Rabat - After a Nanterre court ordered in early December the closure of a Halal grocery store accused by a local housing authority of “community trading” and non compliance of its lease, many of the store’s regular customers gathered on Saturday at the store to condemn the court’s decision, reported the French Newspaper Le Parisien.
Rabat – After a Nanterre court ordered in early December the closure of a Halal grocery store accused by a local housing authority of “community trading” and non compliance of its lease, many of the store’s regular customers gathered on Saturday at the store to condemn the court’s decision, reported the French Newspaper Le Parisien.
The housing authority had claimed in court that the contract stipulates that the shop must act as a “general food store.”
“Where do we go if it closes? It’s convenient, we find what we need and it’s cheaper than elsewhere,” said Nadia, a protester who is living in the neighborhood for 40 years. “There are plenty of products that can not be found elsewhere, and there is something else [more] than halal. For alcohol, just go to the shops next door (…) If we must continue to demonstrate, we will do it,” she added.
Souleymane Yalcin, who owns the Good Price mini-market franchise in Colombes, categorically denied the accusations and the ruling that he was not catering to the demands of his customers in the area. Following the court’s ruling, he decided to appeal the expulsion on Monday.
“We do not close a store that serves the population,” Yalcine said.
The case dates back to August 2016, when the office of low-income housing rental (HLM) in Colombes, chaired by the mayor of the city, Nicole Goueta, initiated the lawsuit against the Good Price mini-market for breaching its lease. The landlord pointed out that it was impossible to find bottles of wine or pork on the shelves, even though the lease had been granted for a “general food business.”
The office then argued that the commercial space had been rented for “general food activity” and that the store was not serving all members of the local community if there was no alcohol or pork products available.

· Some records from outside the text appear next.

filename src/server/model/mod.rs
pub mod command;
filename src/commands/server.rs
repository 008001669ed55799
use std::time::Duration;

use async_trait::async_trait;

use crate::commands::validators::parse_timeout;
use crate::commands::{
    get_service, no_arguments, CommandContext, CommandError, Response, SettingGroup,
    SettingHandler,
};
use crate::constants::SERVER_SETTINGS_TITLE;
use crate::database::log_events::{FlagPartition, LogEvents};
use crate::database::settings::{GuildSetting, LogSettings, SwearFilter};
use crate::service::setting::SettingService;
use crate::service::Services;
use crate::util::escape_backticks;

const JOIN_MESSAGE_TITLE: &str = "Server Settings - Join Message";
const LEAVE_MESSAGE_TITLE: &str = "Server Settings - Leave Message";
const TIPS_TITLE: &str = "Server Settings - Tips";
const NOW_PLAYING_TITLE: &str = "Server Settings - Auto Send Now Playing";
const INVITE_TITLE: &str = "Server Settings - API Invite Generation";
const FILTER_TITLE: &str = "Server Settings - Swear Filter";
const LOG_TITLE: &str = "Server Settings - Log";
const RESET_TITLE: &str = "Server Settings - Reset";

pub fn server_settings() -> SettingGroup {
    SettingGroup::new(
        "server",
        SERVER_SETTINGS_TITLE,
        "Manages settings for this server.",
    )
    .handler(
        &["joinmsg"],
        "Displays the join message, or sets it to be sent in the current channel",
        "this/message",
        MemberMessageHandler(MemberEvent::Join),
    )
    .handler(
        &["leavemsg"],
        "Displays the leave message, or sets it to be sent in the current channel",
        "this/message",
        MemberMessageHandler(MemberEvent::Leave),
    )
    .group(
        &["tips"],
        "Displays or toggles hourly tips in the current channel",
        "this/enable/disable",
        tips_settings(),
    )
    .group(
        &["autosendnowplaying"],
        "Displays or toggles sending now playing messages for new tracks",
        "this/enable/disable",
        now_playing_settings(),
    )
    .group(
        &["invitegen"],
        "Manages invite link generation via the API",
        "setting (value(s))",
        invite_settings(),
    )
    .group(
        &["filter"],
        "Manages the swear filter",
        "setting (value(s))",
        filter_settings(),
    )
    .group(
        &["log"],
        "Manages logging for this server",
        "setting (value(s))",
        log_settings(),
    )
    .group(
        &["reset"],
        "Resets a group of settings to their defaults",
        "joinmsg/leavemsg/log/filter/invitegen",
        reset_settings(),
    )
}

fn tips_settings() -> SettingGroup {
    SettingGroup::new("server tips", TIPS_TITLE, "Manages hourly tips for this server.")
        .usage_arguments("enable/disable")
        .default_handler(SwitchStatusHandler(Switch::Tips))
        .handler(
            &["enable"],
            "Enables hourly tips in the current channel",
            "this",
            SwitchHandler(Switch::Tips, true),
        )
        .handler(
            &["disable"],
            "Disables hourly tips",
            "this",
            SwitchHandler(Switch::Tips, false),
        )
}

fn now_playing_settings() -> SettingGroup {
    SettingGroup::new(
        "server autosendnowplaying",
        NOW_PLAYING_TITLE,
        "Manages automatic now playing messages.",
    )
    .usage_arguments("enable/disable")
    .default_handler(SwitchStatusHandler(Switch::NowPlaying))
    .handler(
        &["enable"],
        "Sends a now playing message each time a new track starts",
        "this",
        SwitchHandler(Switch::NowPlaying, true),
    )
    .handler(
        &["disable"],
        "Stops sending now playing messages for new tracks",
        "this",
        SwitchHandler(Switch::NowPlaying, false),
    )
}

fn invite_settings() -> SettingGroup {
    SettingGroup::new(
        "server invitegen",
        INVITE_TITLE,
        "Manages invite link generation via the API.",
    )
    .handler(
        &["setchannel"],
        "Sets the invite link channel to the current channel",
        "this",
        ChannelHandler(ChannelTarget::InviteGeneration),
    )
    .handler(
        &["key"],
        "Displays or sets the key to use for invite link generation",
        "this/string",
        InviteKeyHandler,
    )
}

fn filter_settings() -> SettingGroup {
    SettingGroup::new(
        "server filter",
        FILTER_TITLE,
        "Manages the swear filter for this server.",
    )
    .handler(
        &["enable"],
        "Enables the swear filter for this server",
        "this",
        SwitchHandler(Switch::Filter, true),
    )
    .handler(
        &["disable"],
        "Disables the swear filter for this server",
        "this",
        SwitchHandler(Switch::Filter, false),
    )
    .handler(
        &["timeout"],
        "Displays or sets the timeout for deleting warning messages",
        "this/number",
        FilterTimeoutHandler,
    )
    .group(
        &["words"],
        "Lists filtered words, or adds/removes specified words/clears all words",
        "this/(add word1)/(remove word2)/clear/dedupe",
        SettingGroup::new(
            "server filter words",
            FILTER_TITLE,
            "Manages the filtered words.",
        )
        .default_handler(WordsListHandler)
        .handler(&["add"], "Adds words to the filter", "word(s)", WordsAddHandler)
        .handler(
            &["remove"],
            "Removes words from the filter",
            "word(s)",
            WordsRemoveHandler,
        )
        .handler(
            &["clear"],
            "Removes every word from the filter",
            "this",
            WordsClearHandler,
        )
        .handler(
            &["dedupe"],
            "Removes repeated words from the filter",
            "this",
            WordsDedupeHandler,
        ),
    )
}

fn log_settings() -> SettingGroup {
    SettingGroup::new(
        "server log",
        LOG_TITLE,
        "Sets the logging capabilities for this server.",
    )
    .handler(
        &["set"],
        "Sets the logging channel to the current channel",
        "this",
        ChannelHandler(ChannelTarget::Log),
    )
    .handler(
        &["enable"],
        "Enables logging for the server (to this channel if not set), enabling any optionally specified events",
        "this/all/recommended/event(s)",
        LogEnableHandler,
    )
    .handler(
        &["disable"],
        "Disables logging for the server, disabling any optionally specified events",
        "this/all/event(s)",
        LogDisableHandler,
    )
    .handler(
        &["unset"],
        "Unsets the current logging channel and disables logging",
        "this",
        LogUnsetHandler,
    )
    .handler(
        &["events"],
        "Returns a list of available events to enable/disable",
        "this",
        LogEventsHandler,
    )
}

The Court of Nanterre, which ruled in favor of the HLM agency, said that a halal grocery store is not a “general food store” and thus doesn’t meet “the needs of all residents of the neighborhood.”
This decision is a victory for the mayor, who tried for two years to convince the store manager to diversify his business. From the point of view of the town hall, Good Price, while open, served as a “community grocery store, which corresponds to a religious practice.”
“It is a public facility, which depends on the municipal office of HLM, so it was a service given to the population. As a mayor and secular person, I must enforce secularism in the neighborhood,” said Mayor Goueta.
The grocery store’s owner argued that alcohol and pork are not essential goods for a supermarket and should not be taken into account. In addition to the termination of the lease and the eviction of the tenants, the manager will also have to pay EUR 4,000 to the lessor for legal costs.